Saved entries:
>>>>>

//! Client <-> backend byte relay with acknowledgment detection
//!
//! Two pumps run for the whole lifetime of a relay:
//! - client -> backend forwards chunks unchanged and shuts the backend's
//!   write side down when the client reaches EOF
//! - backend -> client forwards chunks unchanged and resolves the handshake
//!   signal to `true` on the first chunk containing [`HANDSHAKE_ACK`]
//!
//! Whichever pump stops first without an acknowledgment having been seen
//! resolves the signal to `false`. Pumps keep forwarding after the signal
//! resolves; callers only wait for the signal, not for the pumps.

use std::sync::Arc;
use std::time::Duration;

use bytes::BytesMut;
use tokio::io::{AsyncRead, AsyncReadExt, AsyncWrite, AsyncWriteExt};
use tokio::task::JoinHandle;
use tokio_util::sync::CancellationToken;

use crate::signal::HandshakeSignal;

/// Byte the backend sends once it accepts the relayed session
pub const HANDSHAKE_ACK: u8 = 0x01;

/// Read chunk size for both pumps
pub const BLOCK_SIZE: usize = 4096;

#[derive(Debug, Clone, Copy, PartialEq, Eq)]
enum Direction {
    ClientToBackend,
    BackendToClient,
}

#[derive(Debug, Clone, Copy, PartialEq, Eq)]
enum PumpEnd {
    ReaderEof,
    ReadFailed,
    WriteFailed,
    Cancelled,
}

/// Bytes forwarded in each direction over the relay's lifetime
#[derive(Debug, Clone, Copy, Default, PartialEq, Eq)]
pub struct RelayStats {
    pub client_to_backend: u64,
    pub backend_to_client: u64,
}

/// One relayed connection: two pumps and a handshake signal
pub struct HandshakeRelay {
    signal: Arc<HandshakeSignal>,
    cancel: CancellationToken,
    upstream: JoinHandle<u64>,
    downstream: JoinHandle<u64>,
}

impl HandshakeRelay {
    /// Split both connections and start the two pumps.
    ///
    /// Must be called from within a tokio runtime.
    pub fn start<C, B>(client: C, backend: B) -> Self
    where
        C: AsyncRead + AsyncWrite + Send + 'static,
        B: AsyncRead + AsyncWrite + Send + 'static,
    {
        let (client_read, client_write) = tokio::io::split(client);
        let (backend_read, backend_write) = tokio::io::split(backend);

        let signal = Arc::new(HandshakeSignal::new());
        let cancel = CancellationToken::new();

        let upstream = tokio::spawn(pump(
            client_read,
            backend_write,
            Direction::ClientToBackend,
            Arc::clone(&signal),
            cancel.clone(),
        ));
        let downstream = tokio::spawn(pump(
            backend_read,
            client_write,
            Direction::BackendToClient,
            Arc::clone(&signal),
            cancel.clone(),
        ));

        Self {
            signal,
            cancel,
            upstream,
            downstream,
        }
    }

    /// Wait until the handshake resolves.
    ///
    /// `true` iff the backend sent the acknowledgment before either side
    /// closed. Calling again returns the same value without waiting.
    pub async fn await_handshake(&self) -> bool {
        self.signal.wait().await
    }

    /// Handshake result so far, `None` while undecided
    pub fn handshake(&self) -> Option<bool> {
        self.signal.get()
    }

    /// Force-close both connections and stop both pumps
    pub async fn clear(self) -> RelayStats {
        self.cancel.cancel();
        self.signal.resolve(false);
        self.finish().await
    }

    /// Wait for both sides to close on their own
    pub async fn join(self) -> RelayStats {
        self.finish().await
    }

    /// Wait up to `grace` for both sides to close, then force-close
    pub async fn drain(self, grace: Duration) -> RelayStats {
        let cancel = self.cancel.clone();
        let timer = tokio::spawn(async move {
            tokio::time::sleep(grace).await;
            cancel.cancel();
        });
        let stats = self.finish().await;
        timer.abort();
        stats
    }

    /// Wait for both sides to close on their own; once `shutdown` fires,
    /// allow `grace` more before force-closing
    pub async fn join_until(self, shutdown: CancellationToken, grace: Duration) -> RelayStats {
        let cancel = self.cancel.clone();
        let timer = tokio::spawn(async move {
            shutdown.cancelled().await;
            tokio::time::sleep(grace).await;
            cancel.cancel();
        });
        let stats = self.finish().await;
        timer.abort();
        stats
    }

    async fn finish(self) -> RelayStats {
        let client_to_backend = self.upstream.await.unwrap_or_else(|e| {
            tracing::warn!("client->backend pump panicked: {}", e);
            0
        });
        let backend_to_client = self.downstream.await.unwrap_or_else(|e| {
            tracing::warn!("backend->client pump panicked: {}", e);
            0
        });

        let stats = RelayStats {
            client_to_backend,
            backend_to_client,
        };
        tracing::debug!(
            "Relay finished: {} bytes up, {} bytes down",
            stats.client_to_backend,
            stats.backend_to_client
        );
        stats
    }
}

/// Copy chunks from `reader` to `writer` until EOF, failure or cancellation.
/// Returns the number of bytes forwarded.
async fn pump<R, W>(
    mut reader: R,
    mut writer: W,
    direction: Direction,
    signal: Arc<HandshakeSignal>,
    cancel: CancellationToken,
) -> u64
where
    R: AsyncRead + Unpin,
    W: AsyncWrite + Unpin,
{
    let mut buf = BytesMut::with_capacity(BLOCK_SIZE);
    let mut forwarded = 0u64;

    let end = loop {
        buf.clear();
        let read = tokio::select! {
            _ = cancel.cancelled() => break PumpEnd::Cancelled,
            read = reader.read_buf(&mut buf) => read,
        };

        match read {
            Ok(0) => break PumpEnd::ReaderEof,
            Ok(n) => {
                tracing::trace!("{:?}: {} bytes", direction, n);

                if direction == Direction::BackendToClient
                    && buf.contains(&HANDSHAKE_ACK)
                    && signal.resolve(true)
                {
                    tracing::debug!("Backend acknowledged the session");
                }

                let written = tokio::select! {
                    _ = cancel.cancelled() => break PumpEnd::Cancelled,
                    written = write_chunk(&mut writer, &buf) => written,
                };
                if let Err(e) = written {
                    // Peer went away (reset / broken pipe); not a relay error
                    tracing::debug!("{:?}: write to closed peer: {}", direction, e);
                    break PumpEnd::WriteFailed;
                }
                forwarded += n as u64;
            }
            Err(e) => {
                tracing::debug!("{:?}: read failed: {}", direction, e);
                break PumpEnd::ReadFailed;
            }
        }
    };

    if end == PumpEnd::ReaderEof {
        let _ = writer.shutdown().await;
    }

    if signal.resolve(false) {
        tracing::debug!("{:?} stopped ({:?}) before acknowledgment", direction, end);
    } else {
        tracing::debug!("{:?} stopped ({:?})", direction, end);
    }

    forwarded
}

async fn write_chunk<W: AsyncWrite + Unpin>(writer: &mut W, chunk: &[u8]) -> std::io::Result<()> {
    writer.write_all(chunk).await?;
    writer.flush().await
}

<<<<<

Exercise
Repeat every line of the data word for word until you have repeated the line that contains "pub struct RelayStats", which is the last one to include.

Your solution
//! Client <-> backend byte relay with acknowledgment detection
//!
//! Two pumps run for the whole lifetime of a relay:
//! - client -> backend forwards chunks unchanged and shuts the backend's
//!   write side down when the client reaches EOF
//! - backend -> client forwards chunks unchanged and resolves the handshake
//!   signal to `true` on the first chunk containing [`HANDSHAKE_ACK`]
//!
//! Whichever pump stops first without an acknowledgment having been seen
//! resolves the signal to `false`. Pumps keep forwarding after the signal
//! resolves; callers only wait for the signal, not for the pumps.

use std::sync::Arc;
use std::time::Duration;

use bytes::BytesMut;
use tokio::io::{AsyncRead, AsyncReadExt, AsyncWrite, AsyncWriteExt};
use tokio::task::JoinHandle;
use tokio_util::sync::CancellationToken;

use crate::signal::HandshakeSignal;

/// Byte the backend sends once it accepts the relayed session
pub const HANDSHAKE_ACK: u8 = 0x01;

/// Read chunk size for both pumps
pub const BLOCK_SIZE: usize = 4096;

#[derive(Debug, Clone, Copy, PartialEq, Eq)]
enum Direction {
    ClientToBackend,
    BackendToClient,
}

#[derive(Debug, Clone, Copy, PartialEq, Eq)]
enum PumpEnd {
    ReaderEof,
    ReadFailed,
    WriteFailed,
    Cancelled,
}

/// Bytes forwarded in each direction over the relay's lifetime
#[derive(Debug, Clone, Copy, Default, PartialEq, Eq)]
pub struct RelayStats {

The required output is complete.